Which lines below hold the word "into"? Report each one.

*** Opening of Records for the exercise ***

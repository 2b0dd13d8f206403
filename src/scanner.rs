//! Module `scanner` implements a one‑pass, streaming lexer for Stepscript.
//!
//! It transforms a `&str` into a sequence of [`Token`]s, skipping whitespace
//! and comments, and emitting exactly one `EOF` token at the end. Designed as
//! a `FusedIterator`, it can be chained safely with other iterator adapters.
//!
//! # Public API
//!
//! - `Scanner::new(src: &'a str) -> Scanner<'a>`
//!   Create a new lexer over the input text.
//!
//! - `Scanner::with_origin(src, position)`
//!   Lex a fragment that sits at `position` inside a larger file (used for
//!   the embedded expressions of f‑strings).
//!
//! - `Scanner::next_token()`
//!   Returns the next token; once the input is exhausted it keeps returning
//!   `EOF`.
//!
//! - `impl Iterator for Scanner<'a>`
//!   Yields every token including a single trailing `EOF`, then `None`.
//!
//! # Token Recognition
//!
//! - Single‑character tokens: `( ) { } [ ] , ; : . + - * / % ! < > =`.
//! - Two‑character operators: `== != <= >= && || += -= *= /=`.
//! - String literals with escapes, f‑strings `f"a {b} c"`.
//! - Numbers: `42`, `3.14`, `.5`, `5.`, `1e6`, `1.23e-4`.
//! - Identifiers/keywords, resolved via the perfect‑hash keyword table.
//! - Anything else becomes an `ILLEGAL` token carrying a diagnostic, so the
//!   parser can report it with position context.
//!
//! Comments (`//` to end of line) are skipped in bulk with `memchr`.

use crate::token::{lookup_ident, FStringSegment, Position, Token, TokenType};
use log::{debug, info};
use memchr::memchr;
use std::iter::FusedIterator;

/// Drive a scanner over `source` to exhaustion, including the final `EOF`.
pub fn tokenize(source: &str) -> Vec<Token> {
    Scanner::new(source).collect()
}

/// A single pass **scanner / lexer** that converts source text into a
/// sequence of [`Token`]s.
pub struct Scanner<'a> {
    src: &'a str,
    bytes: &'a [u8],
    start: usize,      // index of the *first* byte of the current lexeme
    curr: usize,       // index *one past* the last byte examined
    line: usize,       // 1‑based line counter (\n increments)
    line_start: usize, // byte index where the current line begins
    origin: Position,  // position of byte 0 inside the enclosing file
    emitted_eof: bool,
}

impl<'a> Scanner<'a> {
    /// Create a new lexer over `src`.
    #[inline]
    pub fn new(src: &'a str) -> Self {
        Self::with_origin(src, Position::new(1, 1))
    }

    /// Create a lexer whose first byte is reported at `origin`.
    pub fn with_origin(src: &'a str, origin: Position) -> Self {
        info!("Scanner created over {} bytes at {}", src.len(), origin);

        Self {
            src,
            bytes: src.as_bytes(),
            start: 0,
            curr: 0,
            line: origin.line,
            line_start: 0,
            origin,
            emitted_eof: false,
        }
    }

    // ───────────────────────────── primitive helpers ────────────────────────

    #[inline(always)]
    fn is_at_end(&self) -> bool {
        self.curr >= self.bytes.len()
    }

    /// Advance one byte and return it. Callers guard with [`is_at_end`].
    #[inline(always)]
    fn advance(&mut self) -> u8 {
        let b = self.bytes[self.curr];
        self.curr += 1;
        b
    }

    /// Peek at the current byte without consuming it. Returns `0` past EOF.
    #[inline(always)]
    fn peek(&self) -> u8 {
        self.bytes.get(self.curr).copied().unwrap_or(0)
    }

    /// Peek one byte beyond [`peek`]. Safe at EOF.
    #[inline(always)]
    fn peek_next(&self) -> u8 {
        self.bytes.get(self.curr + 1).copied().unwrap_or(0)
    }

    /// Conditionally consume a byte **iff** it matches `expected`.
    #[inline(always)]
    fn match_byte(&mut self, expected: u8) -> bool {
        if self.peek() == expected && !self.is_at_end() {
            self.curr += 1;
            true
        } else {
            false
        }
    }

    /// Record that the byte just consumed was a newline.
    #[inline(always)]
    fn newline(&mut self) {
        self.line += 1;
        self.line_start = self.curr;
    }

    /// Position of byte `index`, which must lie on the current line.
    fn position_at(&self, index: usize) -> Position {
        let column = index - self.line_start + 1;

        if self.line == self.origin.line {
            Position::new(self.line, column + self.origin.column - 1)
        } else {
            Position::new(self.line, column)
        }
    }

    fn lexeme(&self) -> &'a str {
        &self.src[self.start..self.curr]
    }

    // ───────────────────────────── core lexing ─────────────────────────────

    /// Skip whitespace and `//` comments.
    fn skip_trivia(&mut self) {
        while !self.is_at_end() {
            match self.peek() {
                b' ' | b'\r' | b'\t' => self.curr += 1,

                b'\n' => {
                    self.curr += 1;
                    self.newline();
                }

                b'/' if self.peek_next() == b'/' => {
                    // Fast‑forward to the next newline; the loop consumes it.
                    match memchr(b'\n', &self.bytes[self.curr..]) {
                        Some(pos) => self.curr += pos,
                        None => self.curr = self.bytes.len(),
                    }
                }

                _ => return,
            }
        }
    }

    /// Return the next token, or `EOF` once the input is exhausted.
    pub fn next_token(&mut self) -> Token {
        self.skip_trivia();

        self.start = self.curr;
        let position = self.position_at(self.start);

        if self.is_at_end() {
            return Token::eof(position);
        }

        let b = self.advance();

        let token_type = match b {
            // ── single‑character punctuators ──────────────────────────────
            b'(' => TokenType::LPAREN,
            b')' => TokenType::RPAREN,
            b'{' => TokenType::LBRACE,
            b'}' => TokenType::RBRACE,
            b'[' => TokenType::LBRACKET,
            b']' => TokenType::RBRACKET,
            b',' => TokenType::COMMA,
            b';' => TokenType::SEMICOLON,
            b':' => TokenType::COLON,
            b'%' => TokenType::PERCENT,

            b'.' => {
                if self.peek().is_ascii_digit() {
                    return self.scan_number(position, true);
                }

                TokenType::DOT
            }

            // ── operators with an optional '=' suffix ────────────────────
            b'+' => self.either(b'=', TokenType::PLUS_ASSIGN, TokenType::PLUS),
            b'-' => self.either(b'=', TokenType::MINUS_ASSIGN, TokenType::MINUS),
            b'*' => self.either(b'=', TokenType::ASTERISK_ASSIGN, TokenType::ASTERISK),
            b'/' => self.either(b'=', TokenType::SLASH_ASSIGN, TokenType::SLASH),
            b'!' => self.either(b'=', TokenType::NOT_EQ, TokenType::BANG),
            b'=' => self.either(b'=', TokenType::EQ, TokenType::ASSIGN),
            b'<' => self.either(b'=', TokenType::LT_EQ, TokenType::LT),
            b'>' => self.either(b'=', TokenType::GT_EQ, TokenType::GT),

            // ── doubled operators ────────────────────────────────────────
            b'&' => {
                if !self.match_byte(b'&') {
                    return Token::new(TokenType::ILLEGAL, "unexpected character '&'", position);
                }

                TokenType::AND
            }

            b'|' => {
                if !self.match_byte(b'|') {
                    return Token::new(TokenType::ILLEGAL, "unexpected character '|'", position);
                }

                TokenType::OR
            }

            b'"' => return self.scan_string(position),

            b'f' if self.peek() == b'"' => {
                self.curr += 1; // opening quote
                return self.scan_fstring(position);
            }

            b'0'..=b'9' => return self.scan_number(position, false),

            b'a'..=b'z' | b'A'..=b'Z' | b'_' => {
                while {
                    let c = self.peek();
                    c.is_ascii_alphanumeric() || c == b'_'
                } {
                    self.curr += 1;
                }

                lookup_ident(self.lexeme())
            }

            // ── unexpected character ─────────────────────────────────────
            _ => {
                let ch = self.src[self.start..].chars().next().unwrap_or('\u{fffd}');
                self.curr = self.start + ch.len_utf8();

                debug!("Unexpected character {:?} at {}", ch, position);

                return Token::new(
                    TokenType::ILLEGAL,
                    format!("unexpected character '{}'", ch),
                    position,
                );
            }
        };

        Token::new(token_type, self.lexeme(), position)
    }

    #[inline(always)]
    fn either(&mut self, next: u8, matched: TokenType, single: TokenType) -> TokenType {
        if self.match_byte(next) {
            matched
        } else {
            single
        }
    }

    fn consume_digits(&mut self) {
        while self.peek().is_ascii_digit() {
            self.curr += 1;
        }
    }

    /// Scan a numeric literal. `leading_dot` means the lexeme began with `.`,
    /// which has already been consumed.
    fn scan_number(&mut self, position: Position, leading_dot: bool) -> Token {
        let mut is_float = leading_dot;
        self.consume_digits();

        // Fractional part; `5.` is a float unless the dot starts a member access.
        if !leading_dot && self.peek() == b'.' {
            let after = self.peek_next();

            if !(after.is_ascii_alphabetic() || after == b'_' || after == b'.') {
                is_float = true;
                self.curr += 1;
                self.consume_digits();
            }
        }

        // Exponent: e6, E+3, e-4
        if matches!(self.peek(), b'e' | b'E') {
            let next = self.peek_next();
            let signed = matches!(next, b'+' | b'-')
                && self.bytes.get(self.curr + 2).is_some_and(u8::is_ascii_digit);

            if next.is_ascii_digit() || signed {
                is_float = true;
                self.curr += if signed { 2 } else { 1 };
                self.consume_digits();
            }
        }

        let token_type = if is_float {
            TokenType::FLOAT
        } else {
            TokenType::INT
        };

        Token::new(token_type, self.lexeme(), position)
    }

    /// Decode the escape sequence following a backslash.
    fn escape(&mut self, out: &mut String) {
        if self.is_at_end() {
            return;
        }

        let ch = self.src[self.curr..].chars().next().unwrap_or('\\');
        self.curr += ch.len_utf8();

        match ch {
            'n' => out.push('\n'),
            't' => out.push('\t'),
            'r' => out.push('\r'),
            '0' => out.push('\0'),
            '\n' => {
                self.newline();
                out.push('\n');
            }
            other => out.push(other),
        }
    }

    /// Push the (possibly multi‑byte) character at `curr` and consume it.
    fn push_char(&mut self, out: &mut String) {
        let ch = self.src[self.curr..].chars().next().unwrap_or('\u{fffd}');
        self.curr += ch.len_utf8();
        out.push(ch);

        if ch == '\n' {
            self.newline();
        }
    }

    /// Parse a double‑quoted string literal. The opening quote is consumed.
    fn scan_string(&mut self, position: Position) -> Token {
        let mut value = String::new();

        loop {
            if self.is_at_end() {
                return Token::new(TokenType::ILLEGAL, "unterminated string", position);
            }

            match self.peek() {
                b'"' => {
                    self.curr += 1;
                    break;
                }

                b'\\' => {
                    self.curr += 1;
                    self.escape(&mut value);
                }

                _ => self.push_char(&mut value),
            }
        }

        Token::new(TokenType::STRING, value, position)
    }

    /// Parse an f‑string body. `f"` is consumed; the literal of the returned
    /// token is the raw body between the quotes.
    fn scan_fstring(&mut self, position: Position) -> Token {
        let body_start = self.curr;
        let mut segments: Vec<FStringSegment> = Vec::new();
        let mut text = String::new();

        loop {
            if self.is_at_end() {
                return Token::new(TokenType::ILLEGAL, "unterminated f-string", position);
            }

            match self.peek() {
                b'"' => break,

                b'\\' => {
                    self.curr += 1;
                    self.escape(&mut text);
                }

                b'{' if self.peek_next() == b'{' => {
                    self.curr += 2;
                    text.push('{');
                }

                b'}' if self.peek_next() == b'}' => {
                    self.curr += 2;
                    text.push('}');
                }

                b'{' => {
                    self.curr += 1;

                    if !text.is_empty() {
                        segments.push(FStringSegment::Text(std::mem::take(&mut text)));
                    }

                    match self.scan_embedded() {
                        Some(segment) => segments.push(segment),
                        None => {
                            return Token::new(
                                TokenType::ILLEGAL,
                                "unterminated f-string expression",
                                position,
                            );
                        }
                    }
                }

                _ => self.push_char(&mut text),
            }
        }

        let body = &self.src[body_start..self.curr];
        self.curr += 1; // closing quote

        if !text.is_empty() {
            segments.push(FStringSegment::Text(text));
        }

        Token::new(TokenType::FSTRING(segments), body, position)
    }

    /// Collect the source of an `{ … }` interpolation whose `{` was consumed.
    /// Nested braces and string literals are skipped over.
    fn scan_embedded(&mut self) -> Option<FStringSegment> {
        let expr_start = self.curr;
        let position = self.position_at(expr_start);
        let mut depth = 0usize;

        while !self.is_at_end() {
            match self.advance() {
                b'{' => depth += 1,

                b'}' if depth == 0 => {
                    let source = self.src[expr_start..self.curr - 1].to_owned();
                    return Some(FStringSegment::Expr { source, position });
                }

                b'}' => depth -= 1,

                b'"' => {
                    while !self.is_at_end() && self.peek() != b'"' {
                        if self.advance() == b'\\' && !self.is_at_end() {
                            self.curr += 1;
                        }
                    }
                    self.curr += 1;
                }

                b'\n' => self.newline(),

                _ => {}
            }
        }

        None
    }
}

// ───────────────────────── Iterator implementation ─────────────────────────

impl<'a> Iterator for Scanner<'a> {
    type Item = Token;

    fn next(&mut self) -> Option<Self::Item> {
        if self.emitted_eof {
            return None;
        }

        let token = self.next_token();

        if token.is(&TokenType::EOF) {
            self.emitted_eof = true;
        }

        Some(token)
    }
}

impl<'a> FusedIterator for Scanner<'a> {}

*** Close of Records for the exercise ***

• _Output of the task_
//! It transforms a `&str` into a sequence of [`Token`]s, skipping whitespace
/// A single pass **scanner / lexer** that converts source text into a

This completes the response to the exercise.